§ What you will do: Repeat each record below exactly as it is written.

§ Record set:
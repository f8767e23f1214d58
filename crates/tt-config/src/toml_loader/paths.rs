//! Where the config file lives, and writing the commented default.

use std::path::{Path, PathBuf};
use tt_common::ConfigError;

use super::template::default_config_toml;

/// Directory name under the OS config/data roots.
pub const APP_DIR_NAME: &str = "tiny-torrent";

const CONFIG_FILE_NAME: &str = "config.toml";

/// `<root>/tiny-torrent/config.toml`.
pub fn config_path_in(root: &Path) -> PathBuf {
    root.join(APP_DIR_NAME).join(CONFIG_FILE_NAME)
}

pub fn default_config_path() -> Result<PathBuf, ConfigError> {
    dirs::config_dir()
        .map(|root| config_path_in(&root))
        .ok_or_else(|| ConfigError::ParseError("no platform config directory".into()))
}

/// Write the default template to `path` unless a file is already there.
///
/// Returns `true` when a file was created.
pub fn create_default_config(path: &Path) -> Result<bool, ConfigError> {
    if path.exists() {
        return Ok(false);
    }

    let io_err = |what: &str, target: &Path, e: std::io::Error| {
        ConfigError::ParseError(format!("{what} {}: {e}", target.display()))
    };

    if let Some(parent) = path.parent() {
        std::fs::create_dir_all(parent)
            .map_err(|e| io_err("cannot create config directory", parent, e))?;
    }
    std::fs::write(path, default_config_toml())
        .map_err(|e| io_err("cannot write default config", path, e))?;

    tracing::info!(path = %path.display(), "wrote default config");
    Ok(true)
}
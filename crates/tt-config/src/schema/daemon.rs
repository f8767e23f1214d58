//! Control-plane daemon endpoint settings.

use serde::{Deserialize, Serialize};

/// Where the daemon listens and how to authenticate against it.
#[derive(Debug, Clone, Serialize, Deserialize)]
#[serde(default)]
pub struct DaemonConfig {
    pub host: String,
    /// RPC port. `0` means unknown; RPC calls are skipped until it is set.
    pub port: u16,
    /// Value sent in the `X-TT-Auth` header and handed to the embedded UI.
    pub token: String,
    /// Per-request transport timeout in milliseconds (valid range: 250-60000).
    pub request_timeout_ms: u64,
}

impl Default for DaemonConfig {
    fn default() -> Self {
        Self {
            host: "127.0.0.1".into(),
            port: 0,
            token: String::new(),
            request_timeout_ms: 5_000,
        }
    }
}

impl DaemonConfig {
    /// The embedded UI's single entry URL, served by the daemon.
    pub fn entry_url(&self) -> String {
        format!(
            "http://{}:{}/index.html?token={}",
            self.host, self.port, self.token
        )
    }
}
//! Configuration schema types for the native host.
//!
//! All structs use `serde(default)` so partial configs work correctly.

mod daemon;
mod engine;
mod startup;
mod system;
mod window;

pub use daemon::*;
pub use engine::*;
pub use startup::*;
pub use system::*;
pub use window::*;

use serde::{Deserialize, Serialize};

/// Current config schema version.
pub const CONFIG_SCHEMA_VERSION: u32 = 1;

/// Root configuration for the host.
#[derive(Debug, Clone, Serialize, Deserialize)]
#[serde(default)]
#[derive(Default)]
pub struct HostConfig {
    pub daemon: DaemonConfig,
    pub window: WindowConfig,
    pub engine: EngineConfig,
    pub startup: StartupConfig,
    pub logging: LoggingConfig,
}
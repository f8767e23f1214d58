//! Session-level calls used by the host.

use serde_json::json;

use crate::connection::Transport;
use crate::envelope::{request_body, response_success};
use crate::status::TrayStatus;

/// Fetch the current tray status. `None` when the daemon is unreachable.
pub fn tray_status<T: Transport + ?Sized>(transport: &T) -> Option<TrayStatus> {
    TrayStatus::parse(&transport.post(&request_body("session-tray-status", None)))
}

/// Ask the daemon to focus the UI it already has attached.
///
/// On failure the attached UI is considered gone: `session-ui-detach` is
/// posted and `false` is returned.
pub fn request_ui_focus<T: Transport + ?Sized>(transport: &T) -> bool {
    let body = transport.post(&request_body("session-ui-focus", None));
    if response_success(&body) {
        return true;
    }
    tracing::debug!("session-ui-focus failed, detaching UI");
    detach_ui(transport);
    false
}

/// Tell the daemon the native UI is no longer attached.
pub fn detach_ui<T: Transport + ?Sized>(transport: &T) -> bool {
    response_success(&transport.post(&request_body("session-ui-detach", None)))
}

/// Add a torrent from a metainfo file on disk.
pub fn add_torrent<T: Transport + ?Sized>(
    transport: &T,
    metainfo_path: &str,
    download_dir: Option<&str>,
) -> bool {
    let mut arguments = json!({ "metainfo-path": metainfo_path });
    if let Some(dir) = download_dir.filter(|d| !d.is_empty()) {
        arguments["download-dir"] = json!(dir);
    }
    let ok = response_success(&transport.post(&request_body("torrent-add", Some(arguments))));
    if !ok {
        tracing::info!(path = %metainfo_path, "torrent-add request failed");
    }
    ok
}
//! Status handling, focus-or-launch and the close path.

use std::sync::atomic::Ordering;
use std::time::Instant;

use tt_rpc::TrayStatus;

use super::core::TorrentHostApp;
use super::watchdog::Settled;

impl TorrentHostApp {
    /// Take one poller snapshot on the UI thread.
    pub(super) fn handle_status(&mut self, status: Option<TrayStatus>) {
        self.status_pending.store(false, Ordering::Release);
        if self.shut_down {
            return;
        }

        match status.as_ref() {
            Some(s) => {
                if !s.error_message.is_empty() {
                    tracing::debug!(error = %s.error_message, "daemon reported an error");
                }
            }
            None => tracing::trace!("daemon status unavailable"),
        }

        let settled = self.handshake.observe(status.as_ref(), Instant::now());
        if status.is_some() {
            self.last_status = status;
            self.refresh_splash_message();
        }
        if let Some(settled) = settled {
            self.handshake_settled(settled);
        }
    }

    /// Fire the watchdog when no poll result arrives before the deadline.
    pub(super) fn poll_handshake_deadline(&mut self, now: Instant) {
        if let Some(settled) = self.handshake.tick(now) {
            self.handshake_settled(settled);
        }
    }

    fn handshake_settled(&mut self, settled: Settled) {
        if settled.timed_out {
            tracing::warn!("attach handshake timed out, continuing startup");
        } else {
            tracing::info!("daemon reported UI attached");
        }
        self.close_splash();
        if settled.open_ui {
            self.focus_or_launch();
        }
    }

    /// Focus the native window if it is up; otherwise hand focus to a UI the
    /// daemon already has attached; otherwise bring up the native window.
    pub(super) fn focus_or_launch(&mut self) {
        if self.shut_down {
            return;
        }
        if let Some(session) = self.session.as_mut() {
            if session.is_ready() && session.window().is_visible() {
                session.window_mut().present();
                self.handshake.set_user_closed_ui(false);
                return;
            }
        }

        if self.handshake.ui_attached() {
            if tt_rpc::request_ui_focus(&*self.rpc) {
                tracing::info!("focused daemon-attached UI");
                self.handshake.set_user_closed_ui(false);
                return;
            }
            self.handshake.set_detached();
        }

        self.show_native_window();
    }

    fn show_native_window(&mut self) {
        self.handshake.set_user_closed_ui(false);
        if !self.ensure_session() {
            return;
        }
        if let Some(session) = self.session.as_mut() {
            let window = session.window_mut();
            window.apply_placement();
            window.present();
        }
        self.close_splash();
    }

    /// Close requested by the user, from the OS or the content.
    pub(super) fn close_ui(&mut self) {
        tracing::info!("UI close requested");
        self.handshake.set_user_closed_ui(true);
        self.handshake.set_detached();
        if !tt_rpc::detach_ui(&*self.rpc) {
            tracing::debug!("daemon did not acknowledge detach");
        }

        if self.config.window.close_to_tray {
            if let Some(session) = self.session.as_mut() {
                session.window_mut().hide();
            }
        } else {
            self.shutdown();
            self.should_exit = true;
        }
    }
}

§ Task response:
repository f8767e23f1214d58
filename crates/tt-config/src/toml_loader/paths.rs
//! Where the config file lives, and writing the commented default.

use std::path::{Path, PathBuf};
use tt_common::ConfigError;

use super::template::default_config_toml;

/// Directory name under the OS config/data roots.
pub const APP_DIR_NAME: &str = "tiny-torrent";

const CONFIG_FILE_NAME: &str = "config.toml";

/// `<root>/tiny-torrent/config.toml`.
pub fn config_path_in(root: &Path) -> PathBuf {
    root.join(APP_DIR_NAME).join(CONFIG_FILE_NAME)
}

pub fn default_config_path() -> Result<PathBuf, ConfigError> {
    dirs::config_dir()
        .map(|root| config_path_in(&root))
        .ok_or_else(|| ConfigError::ParseError("no platform config directory".into()))
}

/// Write the default template to `path` unless a file is already there.
///
/// Returns `true` when a file was created.
pub fn create_default_config(path: &Path) -> Result<bool, ConfigError> {
    if path.exists() {
        return Ok(false);
    }

    let io_err = |what: &str, target: &Path, e: std::io::Error| {
        ConfigError::ParseError(format!("{what} {}: {e}", target.display()))
    };

    if let Some(parent) = path.parent() {
        std::fs::create_dir_all(parent)
            .map_err(|e| io_err("cannot create config directory", parent, e))?;
    }
    std::fs::write(path, default_config_toml())
        .map_err(|e| io_err("cannot write default config", path, e))?;

    tracing::info!(path = %path.display(), "wrote default config");
    Ok(true)
}
filename crates/tt-config/src/schema/daemon.rs
repository f8767e23f1214d58
//! Control-plane daemon endpoint settings.

use serde::{Deserialize, Serialize};

/// Where the daemon listens and how to authenticate against it.
#[derive(Debug, Clone, Serialize, Deserialize)]
#[serde(default)]
pub struct DaemonConfig {
    pub host: String,
    /// RPC port. `0` means unknown; RPC calls are skipped until it is set.
    pub port: u16,
    /// Value sent in the `X-TT-Auth` header and handed to the embedded UI.
    pub token: String,
    /// Per-request transport timeout in milliseconds (valid range: 250-60000).
    pub request_timeout_ms: u64,
}

impl Default for DaemonConfig {
    fn default() -> Self {
        Self {
            host: "127.0.0.1".into(),
            port: 0,
            token: String::new(),
            request_timeout_ms: 5_000,
        }
    }
}

impl DaemonConfig {
    /// The embedded UI's single entry URL, served by the daemon.
    pub fn entry_url(&self) -> String {
        format!(
            "http://{}:{}/index.html?token={}",
            self.host, self.port, self.token
        )
    }
}
//! Configuration schema types for the native host.
//!
//! All structs use `serde(default)` so partial configs work correctly.

mod daemon;
mod engine;
mod startup;
mod system;
mod window;

pub use daemon::*;
pub use engine::*;
pub use startup::*;
pub use system::*;
pub use window::*;

use serde::{Deserialize, Serialize};

/// Current config schema version.
pub const CONFIG_SCHEMA_VERSION: u32 = 1;

/// Root configuration for the host.
#[derive(Debug, Clone, Serialize, Deserialize)]
#[serde(default)]
#[derive(Default)]
pub struct HostConfig {
    pub daemon: DaemonConfig,
    pub window: WindowConfig,
    pub engine: EngineConfig,
    pub startup: StartupConfig,
    pub logging: LoggingConfig,
}
repository f8767e23f1214d58
//! Session-level calls used by the host.

use serde_json::json;

use crate::connection::Transport;
use crate::envelope::{request_body, response_success};
use crate::status::TrayStatus;

/// Fetch the current tray status. `None` when the daemon is unreachable.
pub fn tray_status<T: Transport + ?Sized>(transport: &T) -> Option<TrayStatus> {
    TrayStatus::parse(&transport.post(&request_body("session-tray-status", None)))
}

/// Ask the daemon to focus the UI it already has attached.
///
/// On failure the attached UI is considered gone: `session-ui-detach` is
/// posted and `false` is returned.
pub fn request_ui_focus<T: Transport + ?Sized>(transport: &T) -> bool {
    let body = transport.post(&request_body("session-ui-focus", None));
    if response_success(&body) {
        return true;
    }
    tracing::debug!("session-ui-focus failed, detaching UI");
    detach_ui(transport);
    false
}

/// Tell the daemon the native UI is no longer attached.
pub fn detach_ui<T: Transport + ?Sized>(transport: &T) -> bool {
    response_success(&transport.post(&request_body("session-ui-detach", None)))
}

/// Add a torrent from a metainfo file on disk.
pub fn add_torrent<T: Transport + ?Sized>(
    transport: &T,
    metainfo_path: &str,
    download_dir: Option<&str>,
) -> bool {
    let mut arguments = json!({ "metainfo-path": metainfo_path });
    if let Some(dir) = download_dir.filter(|d| !d.is_empty()) {
        arguments["download-dir"] = json!(dir);
    }
    let ok = response_success(&transport.post(&request_body("torrent-add", Some(arguments))));
    if !ok {
        tracing::info!(path = %metainfo_path, "torrent-add request failed");
    }
    ok
}
//! Status handling, focus-or-launch and the close path.

use std::sync::atomic::Ordering;
use std::time::Instant;

use tt_rpc::TrayStatus;

use super::core::TorrentHostApp;
use super::watchdog::Settled;

impl TorrentHostApp {
    /// Take one poller snapshot on the UI thread.
    pub(super) fn handle_status(&mut self, status: Option<TrayStatus>) {
        self.status_pending.store(false, Ordering::Release);
        if self.shut_down {
            return;
        }

        match status.as_ref() {
            Some(s) => {
                if !s.error_message.is_empty() {
                    tracing::debug!(error = %s.error_message, "daemon reported an error");
                }
            }
            None => tracing::trace!("daemon status unavailable"),
        }

        let settled = self.handshake.observe(status.as_ref(), Instant::now());
        if status.is_some() {
            self.last_status = status;
            self.refresh_splash_message();
        }
        if let Some(settled) = settled {
            self.handshake_settled(settled);
        }
    }

    /// Fire the watchdog when no poll result arrives before the deadline.
    pub(super) fn poll_handshake_deadline(&mut self, now: Instant) {
        if let Some(settled) = self.handshake.tick(now) {
            self.handshake_settled(settled);
        }
    }

    fn handshake_settled(&mut self, settled: Settled) {
        if settled.timed_out {
            tracing::warn!("attach handshake timed out, continuing startup");
        } else {
            tracing::info!("daemon reported UI attached");
        }
        self.close_splash();
        if settled.open_ui {
            self.focus_or_launch();
        }
    }

    /// Focus the native window if it is up; otherwise hand focus to a UI the
    /// daemon already has attached; otherwise bring up the native window.
    pub(super) fn focus_or_launch(&mut self) {
        if self.shut_down {
            return;
        }
        if let Some(session) = self.session.as_mut() {
            if session.is_ready() && session.window().is_visible() {
                session.window_mut().present();
                self.handshake.set_user_closed_ui(false);
                return;
            }
        }

        if self.handshake.ui_attached() {
            if tt_rpc::request_ui_focus(&*self.rpc) {
                tracing::info!("focused daemon-attached UI");
                self.handshake.set_user_closed_ui(false);
                return;
            }
            self.handshake.set_detached();
        }

        self.show_native_window();
    }

    fn show_native_window(&mut self) {
        self.handshake.set_user_closed_ui(false);
        if !self.ensure_session() {
            return;
        }
        if let Some(session) = self.session.as_mut() {
            let window = session.window_mut();
            window.apply_placement();
            window.present();
        }
        self.close_splash();
    }

    /// Close requested by the user, from the OS or the content.
    pub(super) fn close_ui(&mut self) {
        tracing::info!("UI close requested");
        self.handshake.set_user_closed_ui(true);
        self.handshake.set_detached();
        if !tt_rpc::detach_ui(&*self.rpc) {
            tracing::debug!("daemon did not acknowledge detach");
        }

        if self.config.window.close_to_tray {
            if let Some(session) = self.session.as_mut() {
                session.window_mut().hide();
            }
        } else {
            self.shutdown();
            self.should_exit = true;
        }
    }
}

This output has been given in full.